WORK INSTRUCTION:
Read through the data, and wherever a line holds the word "filled", write that line out.

DATA EXTRACT:

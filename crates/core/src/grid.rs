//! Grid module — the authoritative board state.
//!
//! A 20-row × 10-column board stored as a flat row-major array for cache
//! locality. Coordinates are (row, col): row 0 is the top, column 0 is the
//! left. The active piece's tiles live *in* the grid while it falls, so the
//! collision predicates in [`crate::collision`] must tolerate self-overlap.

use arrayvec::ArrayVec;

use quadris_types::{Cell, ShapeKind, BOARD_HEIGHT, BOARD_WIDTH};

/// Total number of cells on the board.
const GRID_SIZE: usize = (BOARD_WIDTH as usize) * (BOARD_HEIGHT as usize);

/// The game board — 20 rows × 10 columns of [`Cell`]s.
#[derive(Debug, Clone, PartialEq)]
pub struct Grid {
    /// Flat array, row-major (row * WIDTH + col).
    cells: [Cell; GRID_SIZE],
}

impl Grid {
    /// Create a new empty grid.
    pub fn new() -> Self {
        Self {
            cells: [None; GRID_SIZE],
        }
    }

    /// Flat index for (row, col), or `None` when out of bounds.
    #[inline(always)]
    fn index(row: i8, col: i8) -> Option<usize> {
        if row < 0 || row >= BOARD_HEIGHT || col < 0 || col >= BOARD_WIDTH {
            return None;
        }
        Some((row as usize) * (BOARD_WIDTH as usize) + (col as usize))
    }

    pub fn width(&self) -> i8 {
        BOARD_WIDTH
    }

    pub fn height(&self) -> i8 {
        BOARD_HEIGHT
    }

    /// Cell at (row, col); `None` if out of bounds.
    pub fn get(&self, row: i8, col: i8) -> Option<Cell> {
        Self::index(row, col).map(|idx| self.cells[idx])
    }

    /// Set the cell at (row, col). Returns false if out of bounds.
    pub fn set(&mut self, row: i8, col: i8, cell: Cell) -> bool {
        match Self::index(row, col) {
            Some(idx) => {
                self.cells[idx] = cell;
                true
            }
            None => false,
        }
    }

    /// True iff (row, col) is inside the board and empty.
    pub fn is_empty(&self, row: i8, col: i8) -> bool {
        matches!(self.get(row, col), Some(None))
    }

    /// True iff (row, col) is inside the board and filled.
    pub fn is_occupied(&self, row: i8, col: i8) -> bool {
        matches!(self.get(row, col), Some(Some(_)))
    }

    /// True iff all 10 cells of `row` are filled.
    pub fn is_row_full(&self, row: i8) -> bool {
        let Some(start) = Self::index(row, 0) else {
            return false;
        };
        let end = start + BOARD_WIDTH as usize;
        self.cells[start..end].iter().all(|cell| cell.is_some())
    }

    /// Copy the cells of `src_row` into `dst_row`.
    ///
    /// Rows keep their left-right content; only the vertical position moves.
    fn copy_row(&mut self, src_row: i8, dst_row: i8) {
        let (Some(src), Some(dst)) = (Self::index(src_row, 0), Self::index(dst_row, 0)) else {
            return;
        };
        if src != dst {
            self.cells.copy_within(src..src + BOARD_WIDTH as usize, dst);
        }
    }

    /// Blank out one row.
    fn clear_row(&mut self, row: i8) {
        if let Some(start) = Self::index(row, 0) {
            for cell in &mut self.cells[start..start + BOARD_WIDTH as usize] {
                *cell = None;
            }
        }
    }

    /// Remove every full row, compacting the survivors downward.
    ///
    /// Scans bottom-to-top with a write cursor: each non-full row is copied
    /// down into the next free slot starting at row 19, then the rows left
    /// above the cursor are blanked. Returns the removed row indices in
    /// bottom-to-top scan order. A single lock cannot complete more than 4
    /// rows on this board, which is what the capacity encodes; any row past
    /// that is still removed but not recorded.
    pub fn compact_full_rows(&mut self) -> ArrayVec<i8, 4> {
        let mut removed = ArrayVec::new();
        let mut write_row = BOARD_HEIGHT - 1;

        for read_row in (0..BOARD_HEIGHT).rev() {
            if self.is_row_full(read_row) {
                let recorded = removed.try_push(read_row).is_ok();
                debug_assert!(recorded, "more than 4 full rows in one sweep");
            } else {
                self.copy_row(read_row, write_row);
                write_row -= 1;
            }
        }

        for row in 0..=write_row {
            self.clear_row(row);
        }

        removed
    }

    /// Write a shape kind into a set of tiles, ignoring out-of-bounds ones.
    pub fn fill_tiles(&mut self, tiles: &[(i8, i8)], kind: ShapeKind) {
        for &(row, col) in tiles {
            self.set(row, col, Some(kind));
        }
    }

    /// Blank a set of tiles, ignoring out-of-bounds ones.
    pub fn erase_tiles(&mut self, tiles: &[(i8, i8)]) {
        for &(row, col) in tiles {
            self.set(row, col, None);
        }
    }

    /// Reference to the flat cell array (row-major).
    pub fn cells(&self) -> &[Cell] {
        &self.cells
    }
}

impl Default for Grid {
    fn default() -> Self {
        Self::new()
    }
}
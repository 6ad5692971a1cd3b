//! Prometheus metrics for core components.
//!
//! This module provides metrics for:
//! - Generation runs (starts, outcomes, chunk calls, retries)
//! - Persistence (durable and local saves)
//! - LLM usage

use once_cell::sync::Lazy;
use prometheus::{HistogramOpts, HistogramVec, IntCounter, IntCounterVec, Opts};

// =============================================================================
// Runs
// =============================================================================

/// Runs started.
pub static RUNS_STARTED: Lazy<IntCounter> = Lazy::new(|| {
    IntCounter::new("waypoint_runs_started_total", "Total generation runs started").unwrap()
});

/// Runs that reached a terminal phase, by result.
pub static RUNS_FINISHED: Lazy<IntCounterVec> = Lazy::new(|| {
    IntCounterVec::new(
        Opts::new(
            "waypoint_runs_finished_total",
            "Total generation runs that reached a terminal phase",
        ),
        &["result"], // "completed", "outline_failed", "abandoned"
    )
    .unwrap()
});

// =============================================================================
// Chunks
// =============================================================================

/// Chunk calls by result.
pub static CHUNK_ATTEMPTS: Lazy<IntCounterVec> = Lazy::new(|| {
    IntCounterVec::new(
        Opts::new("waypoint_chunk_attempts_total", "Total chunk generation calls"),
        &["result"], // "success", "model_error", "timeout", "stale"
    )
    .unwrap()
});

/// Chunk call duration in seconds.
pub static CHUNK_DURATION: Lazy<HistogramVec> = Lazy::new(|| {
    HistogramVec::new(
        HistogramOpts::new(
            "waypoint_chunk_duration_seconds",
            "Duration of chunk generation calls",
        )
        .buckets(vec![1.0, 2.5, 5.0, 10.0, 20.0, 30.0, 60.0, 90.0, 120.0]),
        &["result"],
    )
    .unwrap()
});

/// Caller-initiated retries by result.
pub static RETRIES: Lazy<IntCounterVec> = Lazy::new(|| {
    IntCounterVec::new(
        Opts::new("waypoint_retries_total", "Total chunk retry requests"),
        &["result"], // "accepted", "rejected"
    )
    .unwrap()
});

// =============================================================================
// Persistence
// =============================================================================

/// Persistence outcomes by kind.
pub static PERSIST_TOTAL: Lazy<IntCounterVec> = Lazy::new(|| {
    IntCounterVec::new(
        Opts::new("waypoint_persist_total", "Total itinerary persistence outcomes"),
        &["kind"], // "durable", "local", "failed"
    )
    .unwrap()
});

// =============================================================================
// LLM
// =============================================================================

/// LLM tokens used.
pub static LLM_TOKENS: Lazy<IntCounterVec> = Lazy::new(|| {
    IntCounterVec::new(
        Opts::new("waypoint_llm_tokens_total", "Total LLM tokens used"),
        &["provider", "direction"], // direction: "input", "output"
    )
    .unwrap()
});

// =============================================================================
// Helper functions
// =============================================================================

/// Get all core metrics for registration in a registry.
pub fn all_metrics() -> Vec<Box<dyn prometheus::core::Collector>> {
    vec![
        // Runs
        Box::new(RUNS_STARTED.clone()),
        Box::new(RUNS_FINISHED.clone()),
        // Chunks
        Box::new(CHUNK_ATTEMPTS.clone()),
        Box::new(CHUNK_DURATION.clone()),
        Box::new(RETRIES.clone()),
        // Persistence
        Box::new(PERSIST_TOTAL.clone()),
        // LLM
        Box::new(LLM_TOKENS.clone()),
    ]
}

ANSWER FOR THE TASK:
    /// True iff (row, col) is inside the board and filled.
    /// True iff all 10 cells of `row` are filled.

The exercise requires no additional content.